**PROBLEM REQUIREMENTS:** Look over the entries that follow. Report how many lines contain "text", with nothing else.

THE DATA Block Start

//! Snapshot building and fan-out
//!
//! Serializes the current round plus roster into one `state_update`
//! message and queues it for every live connection. Connections whose
//! outbound channel is gone are pruned from the registry here; this is
//! the only disconnect detection beyond the transport keepalive.

use tokio_tungstenite::tungstenite::Message;

use crate::server::protocol::{BuzzEntryView, ServerMessage, StateSnapshot};
use crate::server::registry::ConnectionRegistry;
use crate::server::round::RoundState;

/// Build the `state_update` payload for the current state.
pub fn snapshot(registry: &ConnectionRegistry, round: &RoundState) -> StateSnapshot {
    let buzz_order: Vec<BuzzEntryView> = round
        .entries()
        .iter()
        .map(|e| BuzzEntryView {
            team_name: e.team_name.clone(),
            order_index: e.order_index,
            buzzed_at: e.buzzed_at.to_rfc3339(),
        })
        .collect();
    StateSnapshot {
        locked: round.locked(),
        buzz_count: buzz_order.len(),
        buzz_order,
        team_count: registry.team_count(),
        teams: registry.team_names(),
    }
}

/// Send the current snapshot to every connection in the registry.
///
/// Any connection whose send fails is removed before this returns, so
/// every connection still present afterwards has the new snapshot
/// queued.
pub fn publish(registry: &mut ConnectionRegistry, round: &RoundState) {
    let msg = ServerMessage::StateUpdate(snapshot(registry, round));
    let text = match serde_json::to_string(&msg) {
        Ok(text) => text,
        Err(e) => {
            tracing::error!("failed to serialize state snapshot: {}", e);
            return;
        }
    };

    let mut dead = Vec::new();
    for (id, _) in registry.list() {
        if !registry.send_to(&id, Message::Text(text.clone())) {
            dead.push(id);
        }
    }

    for id in dead {
        tracing::info!("pruning unreachable connection {}", id);
        registry.unregister(&id);
    }
}
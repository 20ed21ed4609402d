//! Connection registry
//!
//! Owns the set of live connections and their identity/role metadata.
//! Roles are fixed by the first successful `register`; a connection is
//! removed on disconnect or when a broadcast send to it fails.

use std::collections::HashMap;

use tokio::sync::mpsc::UnboundedSender;
use tokio_tungstenite::tungstenite::Message;

use crate::error::SessionError;

/// Opaque identity assigned to a connection at accept time.
pub type ConnectionId = String;

/// Role claimed by a connection via `register`.
#[derive(Debug, Clone, PartialEq, Eq)]
pub enum Role {
    Unregistered,
    Team { name: String },
    Admin,
}

impl Role {
    pub fn label(&self) -> &'static str {
        match self {
            Role::Unregistered => "unregistered",
            Role::Team { .. } => "team",
            Role::Admin => "admin",
        }
    }

    pub fn team_name(&self) -> Option<&str> {
        match self {
            Role::Team { name } => Some(name),
            _ => None,
        }
    }
}

/// One live connection: its role plus the outbound message channel.
#[derive(Debug)]
struct Peer {
    role: Role,
    tx: UnboundedSender<Message>,
}

/// Registry of all live connections.
#[derive(Debug, Default)]
pub struct ConnectionRegistry {
    peers: HashMap<ConnectionId, Peer>,
}

impl ConnectionRegistry {
    pub fn new() -> Self {
        Self::default()
    }

    /// Track a freshly accepted connection as unregistered.
    pub fn insert(&mut self, id: ConnectionId, tx: UnboundedSender<Message>) {
        self.peers.insert(
            id,
            Peer {
                role: Role::Unregistered,
                tx,
            },
        );
    }

    /// Fix a connection's role. Role and name never change afterwards.
    ///
    /// Team names must contain at least one non-whitespace character.
    /// Duplicate team names are accepted: a name identifies a team, so a
    /// refreshed browser tab rejoins as the same team. Multiple admins
    /// may coexist.
    pub fn register(&mut self, id: &str, role: Role) -> Result<(), SessionError> {
        if let Role::Team { name } = &role {
            if name.trim().is_empty() {
                return Err(SessionError::InvalidName);
            }
        }

        let peer = self
            .peers
            .get_mut(id)
            .ok_or(SessionError::ConnectionClosed)?;
        if peer.role != Role::Unregistered {
            return Err(SessionError::AlreadyRegistered);
        }
        peer.role = role;
        Ok(())
    }

    /// Idempotent removal.
    pub fn unregister(&mut self, id: &str) {
        self.peers.remove(id);
    }

    /// Snapshot of current (id, role) pairs. Safe to iterate while the
    /// registry mutates underneath.
    pub fn list(&self) -> Vec<(ConnectionId, Role)> {
        self.peers
            .iter()
            .map(|(id, peer)| (id.clone(), peer.role.clone()))
            .collect()
    }

    pub fn role_of(&self, id: &str) -> Option<Role> {
        self.peers.get(id).map(|peer| peer.role.clone())
    }

    pub fn is_admin(&self, id: &str) -> bool {
        matches!(self.role_of(id), Some(Role::Admin))
    }

    pub fn team_count(&self) -> usize {
        self.peers
            .values()
            .filter(|p| matches!(p.role, Role::Team { .. }))
            .count()
    }

    /// Names of currently connected teams, sorted for stable output.
    pub fn team_names(&self) -> Vec<String> {
        let mut names: Vec<String> = self
            .peers
            .values()
            .filter_map(|p| p.role.team_name().map(str::to_string))
            .collect();
        names.sort();
        names
    }

    pub fn contains(&self, id: &str) -> bool {
        self.peers.contains_key(id)
    }

    pub fn len(&self) -> usize {
        self.peers.len()
    }

    pub fn is_empty(&self) -> bool {
        self.peers.is_empty()
    }

    /// Queue a message for one connection. Returns false when the
    /// connection's receive loop is gone, which is how dead connections
    /// are discovered during a broadcast.
    pub fn send_to(&self, id: &str, msg: Message) -> bool {
        match self.peers.get(id) {
            Some(peer) => peer.tx.send(msg).is_ok(),
            None => false,
        }
    }
}

#[cfg(test)]
mod tests {
    use super::*;
    use tokio::sync::mpsc;

    fn team(name: &str) -> Role {
        Role::Team {
            name: name.to_string(),
        }
    }

    fn registry_with(ids: &[&str]) -> (ConnectionRegistry, Vec<mpsc::UnboundedReceiver<Message>>) {
        let mut registry = ConnectionRegistry::new();
        let mut receivers = Vec::new();
        for id in ids {
            let (tx, rx) = mpsc::unbounded_channel();
            registry.insert(id.to_string(), tx);
            receivers.push(rx);
        }
        (registry, receivers)
    }

    #[test]
    fn test_register_team_and_admin() {
        let (mut registry, _rx) = registry_with(&["c1", "c2"]);

        registry.register("c1", team("Alpha")).unwrap();
        registry.register("c2", Role::Admin).unwrap();

        assert_eq!(registry.role_of("c1"), Some(team("Alpha")));
        assert!(registry.is_admin("c2"));
        assert_eq!(registry.team_count(), 1);
        assert_eq!(registry.team_names(), vec!["Alpha".to_string()]);
    }

    #[test]
    fn test_empty_or_whitespace_name_rejected() {
        let (mut registry, _rx) = registry_with(&["c1"]);

        assert_eq!(
            registry.register("c1", team("")),
            Err(SessionError::InvalidName)
        );
        assert_eq!(
            registry.register("c1", team("   \t")),
            Err(SessionError::InvalidName)
        );
        // A failed registration leaves the connection unregistered.
        assert_eq!(registry.role_of("c1"), Some(Role::Unregistered));
    }

    #[test]
    fn test_second_register_rejected() {
        let (mut registry, _rx) = registry_with(&["c1"]);

        registry.register("c1", team("Alpha")).unwrap();
        assert_eq!(
            registry.register("c1", team("Beta")),
            Err(SessionError::AlreadyRegistered)
        );
        assert_eq!(
            registry.register("c1", Role::Admin),
            Err(SessionError::AlreadyRegistered)
        );
        assert_eq!(registry.role_of("c1"), Some(team("Alpha")));
    }

    #[test]
    fn test_duplicate_team_names_accepted() {
        let (mut registry, _rx) = registry_with(&["c1", "c2"]);

        registry.register("c1", team("Alpha")).unwrap();
        registry.register("c2", team("Alpha")).unwrap();

        assert_eq!(registry.team_count(), 2);
    }

    #[test]
    fn test_multiple_admins_coexist() {
        let (mut registry, _rx) = registry_with(&["c1", "c2"]);

        registry.register("c1", Role::Admin).unwrap();
        registry.register("c2", Role::Admin).unwrap();

        assert!(registry.is_admin("c1"));
        assert!(registry.is_admin("c2"));
    }

    #[test]
    fn test_unregister_is_idempotent() {
        let (mut registry, _rx) = registry_with(&["c1"]);

        registry.unregister("c1");
        registry.unregister("c1");
        registry.unregister("never-existed");
        assert!(registry.is_empty());
    }

    #[test]
    fn test_register_on_gone_connection_fails() {
        let (mut registry, _rx) = registry_with(&[]);
        assert_eq!(
            registry.register("ghost", team("Alpha")),
            Err(SessionError::ConnectionClosed)
        );
    }

    #[test]
    fn test_list_is_a_snapshot() {
        let (mut registry, _rx) = registry_with(&["c1"]);
        registry.register("c1", team("Alpha")).unwrap();

        let listed = registry.list();

        let (tx, _rx2) = mpsc::unbounded_channel();
        registry.insert("c2".to_string(), tx);

        assert_eq!(listed.len(), 1);
        assert_eq!(registry.len(), 2);
    }
}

THE DATA Block End

**EXERCISE SOLUTION:** 3